Antigenicity of putative phospholipid membrane-binding residues in factor VIII.

Most inhibitory antibodies to human factor VIII (fVIII) bind to epitopes in the A2, ap-A3, or C2 domains. The anticoagulant action of antibodies to the C2 domain is due to inhibition of binding of fVIII to phospholipid. The x-ray structure of the human fVIII C2 domain shows a putative hydrophobic, 3-prong, phospholipid membrane-binding site consisting of Met2199/Phe2200, Val2223, and Leu2251/Leu2252. Additionally, Lys2227, near Val2223, is part of a ring of positively charged residues that may contribute to electrostatic interaction of fVIII with negatively charged phosphatidylserine. In this study, 8 active mutants of human fVIII (Met2199Ile, Leu2252Phe, Phe2200Leu, Val2223Ala, Lys2227Glu, Met2199Ile/Phe2200Leu, Val2223Ala/Lys2227Glu, and Met2199Ile/Phe2200Leu/Val2223Ala/Lys2227Glu), which were constructed on the basis of differences between human, porcine, murine, and canine fVIII at proposed phospholipid binding sites, were expressed. The antigenicity of the mutants toward 5 C2-specific polyclonal human antibodies was measured by using the Bethesda assay. A human monoclonal anti-C2 antibody, BO2C11, and a murine C2-specific monoclonal antibody, NMC VIII-5, were also included in the analysis. In comparison with wild-type, B-domainless fVIII, the Met2199Ile, Phe2200Leu, and Leu2252 single mutants had lower antigenicity toward most of the inhibitors.
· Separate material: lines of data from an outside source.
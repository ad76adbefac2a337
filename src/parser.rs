//! Reading and writing the WML textual form

use std::io::{self, Read, Write};

use crate::config::Config;
use crate::error::*;
use crate::io::read_to_string;
use crate::sourcemap::SourceMap;
use crate::tokenizer::{TokenKind, Tokenizer};
use crate::value::{AttributeValue, DEFAULT_TEXTDOMAIN};

/// One open element: where it sits under the root, where it started, and the
/// textdomain to restore when it closes.
struct ElementFrame {
    tag: String,
    index: usize,
    start_line: u32,
    textdomain: String,
}

struct Parser<'a> {
    tok: Tokenizer<'a>,
    root: Config,
    stack: Vec<ElementFrame>,
}

/// Parses WML text into a config tree.
///
/// # Examples
///
/// ```
/// # use wmlkit::parser::read;
/// let cfg = read("[side]\n    type=Elf\n[/side]\n").expect("Failed to parse");
///
/// assert_eq!("Elf", cfg.child("side").unwrap().attr("type").unwrap().raw());
/// ```
pub fn read(data: &str) -> Result<Config, Error> {
    Parser {
        tok: Tokenizer::new(data),
        root: Config::new(),
        stack: Vec::new(),
    }
    .parse()
}

/// Like [`read`], but resolves error locations through a preprocessor source
/// map when the stream carried no sentinel for them.
pub fn read_with_map(data: &str, map: &SourceMap) -> Result<Config, Error> {
    read(data).map_err(|e| {
        let resolved = match e.location() {
            Some(loc) if loc.file.is_none() => map
                .lookup(loc.line)
                .map(|(file, line)| Location::new(Some(file.to_string()), line)),
            _ => None,
        };

        match resolved {
            Some(location) => e.at(location),
            None => e,
        }
    })
}

impl<'a> Parser<'a> {
    fn parse(mut self) -> Result<Config, Error> {
        loop {
            let kind = self.tok.next_token().kind;
            match kind {
                TokenKind::LF => continue,
                TokenKind::OpenBracket => self.parse_element()?,
                TokenKind::Word => self.parse_variable()?,
                TokenKind::End => break,
                _ => {
                    return Err(self.bad_token("Unexpected characters at line start"));
                }
            }
        }

        if let Some(frame) = self.stack.last() {
            return Err(error!(
                ErrorKind::ParserUnterminatedElement,
                "Missing closing tag for tag [{}].", frame.tag
            )
            .at(Location::new(
                self.tok.file().map(String::from),
                frame.start_line,
            )));
        }

        Ok(self.root)
    }

    /// The node the next attribute or child belongs to.
    fn current(&mut self) -> &mut Config {
        let mut cur = &mut self.root;
        for frame in &self.stack {
            cur = match cur.child_at_mut(&frame.tag, frame.index) {
                Some(child) => child,
                None => unreachable!(),
            };
        }
        cur
    }

    fn parse_element(&mut self) -> Result<(), Error> {
        let kind = self.tok.next_token().kind;
        match kind {
            TokenKind::Word => {
                // [element], or the [end] close synonym
                let name = self.tok.current().value.clone();
                if self.tok.next_token().kind != TokenKind::CloseBracket {
                    return Err(self.bad_token("Unterminated [element] tag"));
                }

                if name == "end" {
                    return self.close_element(None);
                }

                let index = {
                    let node = self.current();
                    let index = node.child_count(&name);
                    node.add_child(&name);
                    index
                };
                self.push_frame(name, index);
            }
            TokenKind::Plus => {
                // [+element]: reopen the most recent child of that name
                if self.tok.next_token().kind != TokenKind::Word {
                    return Err(self.bad_token("Invalid tag name"));
                }
                let name = self.tok.current().value.clone();
                if self.tok.next_token().kind != TokenKind::CloseBracket {
                    return Err(self.bad_token("Unterminated [+element] tag"));
                }

                let index = {
                    let node = self.current();
                    match node.child_count(&name) {
                        0 => {
                            node.add_child(&name);
                            0
                        }
                        count => count - 1,
                    }
                };
                self.push_frame(name, index);
            }
            TokenKind::Slash => {
                // [/element]
                if self.tok.next_token().kind != TokenKind::Word {
                    return Err(self.bad_token("Invalid closing tag name"));
                }
                let name = self.tok.current().value.clone();
                if self.tok.next_token().kind != TokenKind::CloseBracket {
                    return Err(self.bad_token("Unterminated closing tag"));
                }

                self.close_element(Some(name.as_str()))?;
            }
            _ => {
                return Err(self.bad_token("Invalid tag name"));
            }
        }

        Ok(())
    }

    fn push_frame(&mut self, tag: String, index: usize) {
        self.stack.push(ElementFrame {
            tag,
            index,
            start_line: self.tok.line(),
            textdomain: self.tok.textdomain().to_string(),
        });
    }

    fn close_element(&mut self, name: Option<&str>) -> Result<(), Error> {
        match self.stack.pop() {
            Some(frame) => {
                if let Some(name) = name {
                    if name != frame.tag {
                        return Err(error!(
                            ErrorKind::ParserTagMismatch,
                            "Found invalid closing tag [/{}] for tag [{}].", name, frame.tag
                        )
                        .at(self.tok.location()));
                    }
                }

                self.tok.set_textdomain(&frame.textdomain);
                Ok(())
            }
            None => Err(error!(
                ErrorKind::ParserUnexpectedCloseTag,
                "Unexpected closing tag."
            )
            .at(self.tok.location())),
        }
    }

    fn parse_variable(&mut self) -> Result<(), Error> {
        // left-hand side: one name, or a comma list for multi-assignment
        let mut variables: Vec<String> = vec![String::new()];

        while self.tok.current().kind != TokenKind::Equals {
            match self.tok.current().kind {
                TokenKind::Word => {
                    let name = self.tok.current().value.clone();
                    let last = match variables.last_mut() {
                        Some(last) => last,
                        None => unreachable!(),
                    };
                    if !last.is_empty() {
                        last.push(' ');
                    }
                    last.push_str(&name);
                }
                TokenKind::Comma => {
                    if variables.last().map_or(true, |v| v.is_empty()) {
                        return Err(
                            self.bad_token("Unexpected characters after variable name")
                        );
                    }
                    variables.push(String::new());
                }
                _ => {
                    return Err(self.bad_token("Unexpected characters after variable name"));
                }
            }
            self.tok.next_token();
        }

        let mut curvar = 0;
        let mut value = AttributeValue::new();
        let mut started = false;
        let mut ignore_next_newlines = false;

        loop {
            self.tok.next_token();
            let token = self.tok.current().clone();

            match token.kind {
                TokenKind::Comma => {
                    if curvar + 1 < variables.len() {
                        self.commit(&variables[curvar], value);
                        value = AttributeValue::new();
                        started = false;
                        curvar += 1;
                    } else {
                        value.push_raw(",");
                        started = true;
                    }
                }
                TokenKind::Underscore => {
                    self.tok.next_token();
                    let inner = self.tok.current().clone();
                    match inner.kind {
                        TokenKind::QString => {
                            let domain = self.tok.textdomain().to_string();
                            value.push_translatable(&inner.value, &domain);
                            started = true;
                        }
                        TokenKind::UnterminatedQString => {
                            return Err(error!(
                                ErrorKind::LexUnterminatedString,
                                "Unterminated quoted string."
                            )
                            .at(self.tok.location()));
                        }
                        TokenKind::End | TokenKind::LF => {
                            self.commit(&variables[curvar], value);
                            return Ok(());
                        }
                        _ => {
                            value.push_raw("_");
                            value.push_raw(&inner.value);
                            started = true;
                        }
                    }
                }
                TokenKind::Plus => {
                    // value continues on the next line
                }
                TokenKind::QString => {
                    value.push_raw(&token.value);
                    started = true;
                }
                TokenKind::UnterminatedQString => {
                    return Err(error!(
                        ErrorKind::LexUnterminatedString,
                        "Unterminated quoted string."
                    )
                    .at(self.tok.location()));
                }
                TokenKind::LF => {
                    if !ignore_next_newlines {
                        break;
                    }
                }
                TokenKind::End => break,
                _ => {
                    if token.kind == TokenKind::OpenBracket {
                        warning(
                            "Square bracket found in string. Is this a run-away string?",
                            Some("runaway-string"),
                            Some(&self.tok.location()),
                        );
                    }

                    if started {
                        value.push_raw(&token.leading_spaces);
                    }
                    value.push_raw(&token.value);
                    started = true;
                }
            }

            if token.kind == TokenKind::Plus {
                ignore_next_newlines = true;
            } else if token.kind != TokenKind::LF {
                ignore_next_newlines = false;
            }
        }

        self.commit(&variables[curvar], value);
        Ok(())
    }

    fn commit(&mut self, name: &str, value: AttributeValue) {
        self.current().set_attr(name, value);
    }

    fn bad_token(&self, message: &str) -> Error {
        error!(ErrorKind::ParserBadToken, "{}.", message).at(self.tok.location())
    }
}

fn indent(level: usize) -> String {
    "  ".repeat(level)
}

fn escaped_string(value: &str) -> String {
    value.replace('"', "\"\"")
}

/// Writes one attribute, one run per segment, switching `#textdomain` when a
/// translatable run is bound elsewhere than the current catalog.
pub fn write_key_val<O: Write>(
    out: &mut O,
    key: &str,
    value: &AttributeValue,
    level: usize,
    textdomain: &mut String,
) -> io::Result<()> {
    let runs = value.runs();
    let mut first = true;

    for (i, run) in runs.iter().enumerate() {
        if let Some(ref domain) = run.textdomain {
            if domain != textdomain {
                writeln!(out, "#textdomain {}", domain)?;
                *textdomain = domain.clone();
            }
        }

        if first {
            write!(out, "{}{}=", indent(level), key)?;
        }

        if run.textdomain.is_some() {
            write!(out, "_ \"{}\"", escaped_string(&run.text))?;
        } else {
            write!(out, "\"{}\"", escaped_string(&run.text))?;
        }

        if i + 1 == runs.len() {
            out.write_all(b"\n")?;
        } else {
            write!(out, " + \n{}", indent(level + 1))?;
        }

        first = false;
    }

    Ok(())
}

pub fn write_open_child<O: Write>(out: &mut O, tag: &str, level: usize) -> io::Result<()> {
    writeln!(out, "{}[{}]", indent(level), tag)
}

pub fn write_close_child<O: Write>(out: &mut O, tag: &str, level: usize) -> io::Result<()> {
    writeln!(out, "{}[/{}]", indent(level), tag)
}

fn write_internal<O: Write>(
    out: &mut O,
    cfg: &Config,
    textdomain: &mut String,
    level: usize,
) -> io::Result<()> {
    for (key, value) in cfg.attrs() {
        if value.is_empty() {
            continue;
        }
        write_key_val(out, key, value, level, textdomain)?;
    }

    for (tag, child) in cfg.all_children_ordered() {
        write_open_child(out, tag, level)?;
        write_internal(out, child, textdomain, level + 1)?;
        write_close_child(out, tag, level)?;
    }

    Ok(())
}

/// Writes the tree as WML text: attributes before children, two spaces of
/// indentation per level. Reading the output back yields an equal tree.
pub fn write<O: Write>(output: &mut O, cfg: &Config) -> Result<(), Error> {
    let mut textdomain = DEFAULT_TEXTDOMAIN.to_string();
    write_internal(output, cfg, &mut textdomain, 0).map_err(Error::from)
}

/// Reads WML text and writes it back in canonical form.
pub fn cmd_pretty<I: Read, O: Write>(input: &mut I, output: &mut O) -> Result<(), Error> {
    let buffer = read_to_string(input)?;

    let cfg = read(&buffer).prepend_error("Failed to parse config:")?;
    write(output, &cfg).prepend_error("Failed to write config:")?;

    Ok(())
}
In contrast, the Val2223Ala and Lys2227Glu mutants usually showed increased antigenicity. These results suggest that C2 inhibitors frequently target the Met2199/Phe2200 and Leu2251/Leu2252 beta-hairpins and are consistent with the hypothesis that these residues participate in binding to phospholipid membranes. In contrast, Val2223 and Lys2227 may oppose antibody binding sterically or through stabilization of a low-affinity membrane-binding conformation of the C2 domain.